Agustín Caffaro

No. 11 – Regatas Corrientes
- Position: Center
- League: Liga Nacional de Básquet

Personal information
- Born: 6 February 1995 (age 30) Santa Fe, Argentina
- Listed height: 6 ft 11 in (2.11 m)
- Listed weight: 222 lb (101 kg)

Career information
- NBA draft: 2017: undrafted
- Playing career: 2008–present

Career history
- 2015–2016: Quimsa
- 2016: Huracán
- 2016–2018: Boca Juniors
- 2018–2019: Libertad Sunchales
- 2019–2022: San Lorenzo de Almagro
- 2022–2023: Peñarol Mar del Plata
- 2023-present: Regatas Corrientes

= Agustín Caffaro =

Argentine basketball player (born 1995)

Agustín Caffaro (born 6 February 1995) is an Argentine basketball player who plays as a center for Argentina and Regatas Corrientes of the Liga Nacional de Básquet (LNB). He was named in Argentine squad for the 2019 FIBA Basketball World Cup.

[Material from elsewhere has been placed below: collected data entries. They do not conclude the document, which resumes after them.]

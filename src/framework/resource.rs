//! # Resource Trait
//!
//! The engine handles instances of many unrelated domain types. They travel through it as
//! `Box<dyn Resource>` and are recovered by the code that knows the concrete type (schema
//! closures, relationship repositories, the caller) with a checked downcast.
//!
//! Every `Send + Sync + Debug + 'static` type is a [`Resource`]; nothing needs to be derived.
//!
//! Note that `Box<dyn Resource>` is itself a `Resource`. When handing a boxed instance to code
//! expecting `&mut dyn Resource`, reborrow the contents (`&mut *boxed`) rather than the box.

use std::any::Any;
use std::fmt::Debug;

/// A domain object the upsert engine can construct and bind.
pub trait Resource: Any + Send + Sync + Debug + 'static {
    fn as_any(&self) -> &dyn Any;
    fn as_any_mut(&mut self) -> &mut dyn Any;
    fn into_any(self: Box<Self>) -> Box<dyn Any>;
}

impl<T: Any + Send + Sync + Debug> Resource for T {
    fn as_any(&self) -> &dyn Any {
        self
    }

    fn as_any_mut(&mut self) -> &mut dyn Any {
        self
    }

    fn into_any(self: Box<Self>) -> Box<dyn Any> {
        self
    }
}

impl dyn Resource {
    pub fn is<T: Resource>(&self) -> bool {
        self.as_any().is::<T>()
    }

    pub fn downcast_ref<T: Resource>(&self) -> Option<&T> {
        self.as_any().downcast_ref::<T>()
    }

    pub fn downcast_mut<T: Resource>(&mut self) -> Option<&mut T> {
        self.as_any_mut().downcast_mut::<T>()
    }

    /// Unboxes the instance as `T`, or `None` when it is some other type.
    pub fn downcast<T: Resource>(self: Box<Self>) -> Option<T> {
        self.into_any().downcast::<T>().ok().map(|boxed| *boxed)
    }
}

/// Short type name used in log fields (e.g. `Project` instead of `resource_upsert::model::Project`).
pub(crate) fn short_type_name<T: ?Sized>() -> &'static str {
    std::any::type_name::<T>()
        .split("::")
        .last()
        .unwrap_or("Unknown")
}
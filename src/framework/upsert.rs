//! # Upsert Engine
//!
//! [`ResourceUpsert`] turns a [`RequestDocument`] into a bound domain object using nothing but
//! the metadata in the [`ResourceRegistry`].
//!
//! ## Binding steps
//!
//! 1. **Type check**: the document's `type` must equal the type implied by the request path.
//! 2. **Construction**: a fresh instance comes from the schema's constructor.
//! 3. **Attributes**: each attribute is set through the schema's typed setter.
//! 4. **Relationships**: each linkage is resolved through the registry and must name the type the
//!    relationship was declared with; its identifier is coerced to
//!    the related type's [`IdKind`](crate::framework::IdKind), and the owning type's
//!    [`RelationshipRepository`](crate::framework::RelationshipRepository) is asked to link it.
//!
//! Attributes are always bound before any relationship, since a repository may need the owner's
//! attributes (or identity) to store a link. The first failure aborts the call and the partial
//! instance is dropped; the engine itself never persists anything.
//!
//! The engine only holds an `Arc` of the immutable registry, so one `ResourceUpsert` can be
//! cloned into any number of tasks.

use crate::framework::document::{Linkage, RelationshipValue, RequestDocument};
use crate::framework::error::{RepositoryError, UpsertError};
use crate::framework::identifier::ResourceId;
use crate::framework::registry::{RegistryEntry, ResourceRegistry};
use crate::framework::resource::Resource;
use std::sync::Arc;
use tracing::{debug, info, instrument, warn};

/// Binds request documents onto resource instances.
#[derive(Debug, Clone)]
pub struct ResourceUpsert {
    registry: Arc<ResourceRegistry>,
}

impl ResourceUpsert {
    pub fn new(registry: Arc<ResourceRegistry>) -> Self {
        Self { registry }
    }

    pub fn registry(&self) -> &ResourceRegistry {
        &self.registry
    }

    /// Looks up `type_name` and builds a new instance of it from `document`.
    pub async fn build(
        &self,
        type_name: &str,
        document: &RequestDocument,
    ) -> Result<Box<dyn Resource>, UpsertError> {
        let entry = self.registry.lookup(type_name).inspect_err(|e| {
            warn!(type_name, error = %e, "Build failed");
        })?;
        self.build_and_bind(type_name, document, entry).await
    }

    /// Builds a new instance of `entry`'s type and binds `document` onto it.
    #[instrument(skip(self, document, entry))]
    pub async fn build_and_bind(
        &self,
        type_name: &str,
        document: &RequestDocument,
        entry: &RegistryEntry,
    ) -> Result<Box<dyn Resource>, UpsertError> {
        debug!(?document, "build_and_bind called");
        let result = self.try_build(type_name, document, entry).await;
        match &result {
            Ok(instance) => info!(
                type_name,
                id = ?entry.id_of(&**instance),
                attributes = document.attributes.as_ref().map_or(0, |a| a.len()),
                relationships = document.relationships.as_ref().map_or(0, |r| r.len()),
                "Resource bound"
            ),
            Err(e) => warn!(type_name, error = %e, "Build failed"),
        }
        result
    }

    /// Binds `document` onto an existing `instance` of `entry`'s type.
    #[instrument(skip(self, instance, document, entry))]
    pub async fn apply(
        &self,
        instance: &mut dyn Resource,
        type_name: &str,
        document: &RequestDocument,
        entry: &RegistryEntry,
    ) -> Result<(), UpsertError> {
        debug!(?document, "apply called");
        let result = self.bind(instance, type_name, document, entry).await;
        match &result {
            Ok(()) => info!(type_name, id = ?entry.id_of(instance), "Resource updated"),
            Err(e) => warn!(type_name, error = %e, "Update failed"),
        }
        result
    }

    async fn try_build(
        &self,
        type_name: &str,
        document: &RequestDocument,
        entry: &RegistryEntry,
    ) -> Result<Box<dyn Resource>, UpsertError> {
        check_type(type_name, document)?;
        let mut instance = entry
            .schema()
            .instantiate()
            .map_err(|reason| UpsertError::Instantiation {
                type_name: entry.type_name().to_string(),
                reason,
            })?;
        self.bind(&mut *instance, type_name, document, entry).await?;
        Ok(instance)
    }

    async fn bind(
        &self,
        instance: &mut dyn Resource,
        type_name: &str,
        document: &RequestDocument,
        entry: &RegistryEntry,
    ) -> Result<(), UpsertError> {
        check_type(type_name, document)?;
        set_attributes(instance, document, entry)?;
        self.set_relations(instance, document, entry).await
    }

    async fn set_relations(
        &self,
        instance: &mut dyn Resource,
        document: &RequestDocument,
        entry: &RegistryEntry,
    ) -> Result<(), UpsertError> {
        let Some(relationships) = &document.relationships else {
            return Ok(());
        };
        for (name, value) in relationships {
            match value {
                RelationshipValue::Single(linkage) => {
                    self.set_relation_field(instance, name, linkage, entry).await?
                }
                RelationshipValue::Many(linkages) => {
                    self.set_relations_field(instance, name, value, linkages, entry)
                        .await?
                }
            }
        }
        Ok(())
    }

    async fn set_relation_field(
        &self,
        instance: &mut dyn Resource,
        name: &str,
        linkage: &Linkage,
        entry: &RegistryEntry,
    ) -> Result<(), UpsertError> {
        let related = self.registry.lookup(&linkage.type_name)?;
        let id = related.schema().id_field().kind.coerce(&linkage.id)?;
        let field = relationship_field(entry, name, related.type_name())?;
        debug!(relationship = field, target = related.type_name(), %id, "Setting relation");

        entry
            .relationship_repository(related.type_name())?
            .set_one(instance, id, field)
            .await
            .map_err(|source| persistence_error(entry, field, source))
    }

    async fn set_relations_field(
        &self,
        instance: &mut dyn Resource,
        name: &str,
        value: &RelationshipValue,
        linkages: &[Linkage],
        entry: &RegistryEntry,
    ) -> Result<(), UpsertError> {
        let linkage_type = value.linkage_type().map_err(|types| {
            debug!(relationship = name, ?types, "Mixed linkage types");
            UpsertError::MixedLinkageType {
                name: name.to_string(),
            }
        })?;

        let related = match linkage_type {
            Some(type_name) => self.registry.lookup(type_name)?,
            // An empty collection names no type; fall back to the declared target.
            None => {
                let declared = entry.schema().relationship(name).ok_or_else(|| {
                    UpsertError::UnknownRelationship {
                        type_name: entry.type_name().to_string(),
                        name: name.to_string(),
                    }
                })?;
                self.registry.lookup(&declared.target_type)?
            }
        };

        let kind = related.schema().id_field().kind;
        let ids = linkages
            .iter()
            .map(|linkage| kind.coerce(&linkage.id))
            .collect::<Result<Vec<ResourceId>, _>>()?;
        let field = relationship_field(entry, name, related.type_name())?;
        debug!(relationship = field, target = related.type_name(), count = ids.len(), "Setting relations");

        entry
            .relationship_repository(related.type_name())?
            .set_many(instance, ids, field)
            .await
            .map_err(|source| persistence_error(entry, field, source))
    }
}

fn check_type(type_name: &str, document: &RequestDocument) -> Result<(), UpsertError> {
    if document.type_name != type_name {
        return Err(UpsertError::InconsistentType {
            path: type_name.to_string(),
            body: document.type_name.clone(),
        });
    }
    Ok(())
}

fn set_attributes(
    instance: &mut dyn Resource,
    document: &RequestDocument,
    entry: &RegistryEntry,
) -> Result<(), UpsertError> {
    let Some(attributes) = &document.attributes else {
        return Ok(());
    };
    for (name, value) in attributes {
        let field = entry
            .schema()
            .attribute(name)
            .ok_or_else(|| UpsertError::UnknownAttribute {
                type_name: entry.type_name().to_string(),
                name: name.clone(),
            })?;
        field
            .set(instance, value.clone())
            .map_err(|reason| UpsertError::InvalidAttributeValue {
                type_name: entry.type_name().to_string(),
                name: name.clone(),
                reason,
            })?;
    }
    Ok(())
}

/// Finds relationship `name` on `entry` and checks that it points at `target_type`.
fn relationship_field<'a>(
    entry: &'a RegistryEntry,
    name: &str,
    target_type: &str,
) -> Result<&'a str, UpsertError> {
    let field = entry
        .schema()
        .relationship(name)
        .ok_or_else(|| UpsertError::UnknownRelationship {
            type_name: entry.type_name().to_string(),
            name: name.to_string(),
        })?;
    if field.target_type != target_type {
        return Err(UpsertError::LinkageTypeMismatch {
            name: field.name.clone(),
            expected: field.target_type.clone(),
            found: target_type.to_string(),
        });
    }
    Ok(field.name.as_str())
}

fn persistence_error(
    entry: &RegistryEntry,
    field: &str,
    source: RepositoryError,
) -> UpsertError {
    UpsertError::RelationshipPersistence {
        type_name: entry.type_name().to_string(),
        field: field.to_string(),
        source,
    }
}
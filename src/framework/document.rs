//! # Request Documents
//!
//! The parsed form of a JSON:API resource object, as handed over by the deserializing layer.
//! Attribute values arrive already typed as JSON values; relationship values are resolved into
//! [`RelationshipValue`] once, at parse time.
//!
//! ```rust
//! use resource_upsert::framework::{RelationshipValue, RequestBody};
//!
//! let body: RequestBody = serde_json::from_str(r#"{
//!     "data": {
//!         "type": "tasks",
//!         "attributes": { "name": "sample task" },
//!         "relationships": { "project": { "type": "projects", "id": "5" } }
//!     }
//! }"#).unwrap();
//!
//! let document = body.into_document().unwrap();
//! assert_eq!(document.type_name, "tasks");
//! assert!(matches!(
//!     document.relationships.unwrap()["project"],
//!     RelationshipValue::Single(_)
//! ));
//! ```

use crate::framework::error::UpsertError;
use serde::Deserialize;
use serde_json::Value;
use std::collections::HashMap;

/// Attribute bag: name to already-typed value. Iteration order carries no meaning.
pub type Attributes = HashMap<String, Value>;

/// Relationship bag: name to linkage(s).
pub type Relationships = HashMap<String, RelationshipValue>;

/// A top-level request body. `data` may be absent on the wire.
#[derive(Debug, Clone, Default, Deserialize)]
pub struct RequestBody {
    #[serde(default)]
    pub data: Option<RequestDocument>,
}

impl RequestBody {
    /// Parses a JSON request body and returns its `data` member.
    ///
    /// A body that does not match the document shape fails with
    /// [`MalformedBody`](UpsertError::MalformedBody); one without `data` fails with
    /// [`MissingData`](UpsertError::MissingData).
    pub fn parse(body: Value) -> Result<RequestDocument, UpsertError> {
        serde_json::from_value::<RequestBody>(body)?.into_document()
    }

    pub fn into_document(self) -> Result<RequestDocument, UpsertError> {
        self.data.ok_or(UpsertError::MissingData)
    }
}

/// One resource object: its declared type plus optional attributes and relationships.
#[derive(Debug, Clone, PartialEq, Deserialize)]
pub struct RequestDocument {
    #[serde(rename = "type")]
    pub type_name: String,
    #[serde(default)]
    pub attributes: Option<Attributes>,
    #[serde(default)]
    pub relationships: Option<Relationships>,
}

impl RequestDocument {
    pub fn new(type_name: impl Into<String>) -> Self {
        Self {
            type_name: type_name.into(),
            attributes: None,
            relationships: None,
        }
    }

    pub fn with_attribute(mut self, name: impl Into<String>, value: impl Into<Value>) -> Self {
        self.attributes
            .get_or_insert_with(HashMap::new)
            .insert(name.into(), value.into());
        self
    }

    pub fn with_relationship(mut self, name: impl Into<String>, value: RelationshipValue) -> Self {
        self.relationships
            .get_or_insert_with(HashMap::new)
            .insert(name.into(), value);
        self
    }
}

/// A reference to another resource by type name and wire-format identifier.
#[derive(Debug, Clone, PartialEq, Eq, Hash, Deserialize)]
pub struct Linkage {
    #[serde(rename = "type")]
    pub type_name: String,
    pub id: String,
}

impl Linkage {
    pub fn new(type_name: impl Into<String>, id: impl Into<String>) -> Self {
        Self {
            type_name: type_name.into(),
            id: id.into(),
        }
    }
}

/// The value of one relationship entry.
#[derive(Debug, Clone, PartialEq, Deserialize)]
#[serde(untagged)]
pub enum RelationshipValue {
    Single(Linkage),
    Many(Vec<Linkage>),
}

impl RelationshipValue {
    /// The one target type shared by every linkage, `Ok(None)` for an empty collection.
    /// A collection mixing types yields the offending type names.
    pub fn linkage_type(&self) -> Result<Option<&str>, Vec<&str>> {
        match self {
            RelationshipValue::Single(linkage) => Ok(Some(linkage.type_name.as_str())),
            RelationshipValue::Many(linkages) => {
                let mut types: Vec<&str> = linkages.iter().map(|l| l.type_name.as_str()).collect();
                types.dedup();
                match types.len() {
                    0 => Ok(None),
                    1 => Ok(Some(types[0])),
                    _ => {
                        types.sort_unstable();
                        types.dedup();
                        Err(types)
                    }
                }
            }
        }
    }
}

#[cfg(test)]
mod tests {
    use super::*;

    #[test]
    fn missing_data_is_rejected() {
        let body: RequestBody = serde_json::from_str("{}").unwrap();
        assert!(matches!(body.into_document(), Err(UpsertError::MissingData)));
    }

    #[test]
    fn null_relationship_is_malformed_not_missing() {
        let body = serde_json::json!({
            "data": {
                "type": "tasks",
                "attributes": { "name": "x" },
                "relationships": { "project": null }
            }
        });

        match RequestBody::parse(body) {
            Err(err @ UpsertError::MalformedBody(_)) => {
                assert!(err.to_string().starts_with("Malformed request body"));
            }
            other => panic!("expected MalformedBody, got {other:?}"),
        }
    }

    #[test]
    fn parse_without_data_is_missing_data() {
        let result = RequestBody::parse(serde_json::json!({ "meta": {} }));
        assert!(matches!(result, Err(UpsertError::MissingData)));
    }

    #[test]
    fn to_many_relationship_parses_as_collection() {
        let document: RequestDocument = serde_json::from_str(
            r#"{
                "type": "users",
                "relationships": {
                    "assignedProjects": [
                        { "type": "projects", "id": "5" },
                        { "type": "projects", "id": "6" }
                    ]
                }
            }"#,
        )
        .unwrap();

        let relationships = document.relationships.unwrap();
        let value = &relationships["assignedProjects"];
        assert_eq!(
            value,
            &RelationshipValue::Many(vec![
                Linkage::new("projects", "5"),
                Linkage::new("projects", "6"),
            ])
        );
        assert_eq!(value.linkage_type(), Ok(Some("projects")));
    }

    #[test]
    fn mixed_collection_reports_each_type_once() {
        let value = RelationshipValue::Many(vec![
            Linkage::new("projects", "1"),
            Linkage::new("tasks", "2"),
            Linkage::new("projects", "3"),
        ]);
        assert_eq!(value.linkage_type(), Err(vec!["projects", "tasks"]));
    }

    #[test]
    fn empty_collection_has_no_linkage_type() {
        assert_eq!(RelationshipValue::Many(Vec::new()).linkage_type(), Ok(None));
    }

    #[test]
    fn builder_collects_attributes() {
        let document = RequestDocument::new("projects").with_attribute("name", "sample project");
        assert_eq!(
            document.attributes.unwrap()["name"],
            Value::String("sample project".into())
        );
        assert!(document.relationships.is_none());
    }
}
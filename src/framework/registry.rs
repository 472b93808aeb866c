//! # Resource Registry
//!
//! The registry maps resource type names to a [`RegistryEntry`]: the type's schema plus the
//! relationship repositories owned by that type, keyed by related type name.
//!
//! It is assembled once with a [`RegistryBuilder`] and never mutated afterwards, so it can be
//! shared behind an `Arc` and read from any number of tasks without locking.

use crate::framework::error::{RegistryError, UpsertError};
use crate::framework::identifier::ResourceId;
use crate::framework::repository::RelationshipRepository;
use crate::framework::resource::Resource;
use crate::framework::schema::ResourceSchema;
use std::collections::HashMap;
use std::sync::Arc;
use tracing::{debug, info};

/// A registered resource type.
pub struct RegistryEntry {
    schema: ResourceSchema,
    repositories: HashMap<String, Arc<dyn RelationshipRepository>>,
}

impl RegistryEntry {
    pub fn type_name(&self) -> &str {
        self.schema.type_name()
    }

    pub fn schema(&self) -> &ResourceSchema {
        &self.schema
    }

    /// The repository that links this type to resources of `target_type`.
    pub fn relationship_repository(
        &self,
        target_type: &str,
    ) -> Result<&Arc<dyn RelationshipRepository>, UpsertError> {
        self.repositories
            .get(target_type)
            .ok_or_else(|| UpsertError::RepositoryNotFound {
                owner: self.type_name().to_string(),
                target: target_type.to_string(),
            })
    }

    pub fn id_of(&self, instance: &dyn Resource) -> Option<ResourceId> {
        self.schema.id_of(instance)
    }
}

impl std::fmt::Debug for RegistryEntry {
    fn fmt(&self, f: &mut std::fmt::Formatter<'_>) -> std::fmt::Result {
        let mut targets: Vec<_> = self.repositories.keys().collect();
        targets.sort();
        f.debug_struct("RegistryEntry")
            .field("schema", &self.schema)
            .field("repositories", &targets)
            .finish()
    }
}

/// Immutable lookup table of every registered resource type.
#[derive(Debug)]
pub struct ResourceRegistry {
    entries: HashMap<String, RegistryEntry>,
}

impl ResourceRegistry {
    pub fn builder() -> RegistryBuilder {
        RegistryBuilder::default()
    }

    pub fn lookup(&self, type_name: &str) -> Result<&RegistryEntry, UpsertError> {
        self.entries
            .get(type_name)
            .ok_or_else(|| UpsertError::TypeNotFound(type_name.to_string()))
    }

    pub fn contains(&self, type_name: &str) -> bool {
        self.entries.contains_key(type_name)
    }

    pub fn len(&self) -> usize {
        self.entries.len()
    }

    pub fn is_empty(&self) -> bool {
        self.entries.is_empty()
    }
}

/// Collects schemas and repositories, then validates them into a [`ResourceRegistry`].
#[derive(Default)]
pub struct RegistryBuilder {
    entries: HashMap<String, RegistryEntry>,
    pending: Vec<(String, String, Arc<dyn RelationshipRepository>)>,
    duplicate: Option<String>,
}

impl RegistryBuilder {
    pub fn register(mut self, schema: ResourceSchema) -> Self {
        let type_name = schema.type_name().to_string();
        if self.entries.contains_key(&type_name) {
            self.duplicate.get_or_insert(type_name);
            return self;
        }
        debug!(type_name, rust_type = schema.rust_type(), "Registering resource type");
        self.entries.insert(
            type_name,
            RegistryEntry {
                schema,
                repositories: HashMap::new(),
            },
        );
        self
    }

    /// Registers `repository` for links from `owner_type` to `target_type`.
    pub fn relationship_repository(
        mut self,
        owner_type: impl Into<String>,
        target_type: impl Into<String>,
        repository: Arc<dyn RelationshipRepository>,
    ) -> Self {
        self.pending
            .push((owner_type.into(), target_type.into(), repository));
        self
    }

    /// Checks that type names are unique and that every repository and relationship
    /// refers to a registered type.
    pub fn build(mut self) -> Result<ResourceRegistry, RegistryError> {
        if let Some(type_name) = self.duplicate {
            return Err(RegistryError::DuplicateType(type_name));
        }

        for entry in self.entries.values() {
            for relationship in entry.schema.relationships() {
                if !self.entries.contains_key(&relationship.target_type) {
                    return Err(RegistryError::UnknownType {
                        referenced_by: format!("{}.{}", entry.type_name(), relationship.name),
                        type_name: relationship.target_type.clone(),
                    });
                }
            }
        }

        for (owner, target, repository) in self.pending {
            if !self.entries.contains_key(&target) {
                return Err(RegistryError::UnknownType {
                    referenced_by: format!("relationship repository of {owner}"),
                    type_name: target,
                });
            }
            let entry = self
                .entries
                .get_mut(&owner)
                .ok_or_else(|| RegistryError::UnknownType {
                    referenced_by: format!("relationship repository to {target}"),
                    type_name: owner.clone(),
                })?;
            entry.repositories.insert(target, repository);
        }

        info!(types = self.entries.len(), "Resource registry ready");
        Ok(ResourceRegistry {
            entries: self.entries,
        })
    }
}

#[cfg(test)]
mod tests {
    use super::*;
    use crate::framework::identifier::IdKind;
    use crate::framework::mock::MockRelationshipRepository;
    use crate::framework::schema::SchemaBuilder;

    #[derive(Debug, Default)]
    struct Shelf {
        id: Option<i64>,
    }

    #[derive(Debug, Default)]
    struct Book {
        id: Option<i64>,
    }

    fn shelf_schema() -> ResourceSchema {
        SchemaBuilder::<Shelf>::new("shelves")
            .default_constructor()
            .id("id", IdKind::Long, |s: &Shelf| s.id.map(ResourceId::Long))
            .to_many("books", "books")
            .build()
            .unwrap()
    }

    fn book_schema() -> ResourceSchema {
        SchemaBuilder::<Book>::new("books")
            .default_constructor()
            .id("id", IdKind::Long, |b: &Book| b.id.map(ResourceId::Long))
            .build()
            .unwrap()
    }

    #[test]
    fn lookup_finds_registered_type() {
        let registry = ResourceRegistry::builder()
            .register(book_schema())
            .build()
            .unwrap();

        assert_eq!(registry.lookup("books").unwrap().type_name(), "books");
        assert_eq!(registry.len(), 1);
    }

    #[test]
    fn lookup_of_unknown_type_fails() {
        let registry = ResourceRegistry::builder().build().unwrap();
        assert!(registry.is_empty());
        assert!(matches!(
            registry.lookup("fridges"),
            Err(UpsertError::TypeNotFound(name)) if name == "fridges"
        ));
    }

    #[test]
    fn duplicate_type_name_is_rejected() {
        let result = ResourceRegistry::builder()
            .register(book_schema())
            .register(book_schema())
            .build();
        assert_eq!(
            result.unwrap_err(),
            RegistryError::DuplicateType("books".into())
        );
    }

    #[test]
    fn relationship_to_unregistered_type_is_rejected() {
        let result = ResourceRegistry::builder().register(shelf_schema()).build();
        assert!(matches!(
            result,
            Err(RegistryError::UnknownType { type_name, .. }) if type_name == "books"
        ));
    }

    #[test]
    fn repository_for_unregistered_owner_is_rejected() {
        let result = ResourceRegistry::builder()
            .register(book_schema())
            .relationship_repository(
                "magazines",
                "books",
                Arc::new(MockRelationshipRepository::new()),
            )
            .build();
        assert!(matches!(
            result,
            Err(RegistryError::UnknownType { type_name, .. }) if type_name == "magazines"
        ));
    }

    #[test]
    fn repository_is_found_by_target_type() {
        let registry = ResourceRegistry::builder()
            .register(shelf_schema())
            .register(book_schema())
            .relationship_repository(
                "shelves",
                "books",
                Arc::new(MockRelationshipRepository::new()),
            )
            .build()
            .unwrap();

        let shelves = registry.lookup("shelves").unwrap();
        assert!(shelves.relationship_repository("books").is_ok());
        assert!(matches!(
            shelves.relationship_repository("shelves"),
            Err(UpsertError::RepositoryNotFound { .. })
        ));
    }
}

== National team career ==
Agustín made his senior international debut for Argentina at the 2019 FIBA Basketball World Cup Qualifiers against Puerto Rico on 22 February 2019. He was also a key member of the Argentine team which claimed gold medal at the 2019 Pan American Games for the first time since 1995. Agustín clinched silver medal with Argentina which emerged as runners-up to Spain at the 2019 FIBA Basketball World Cup.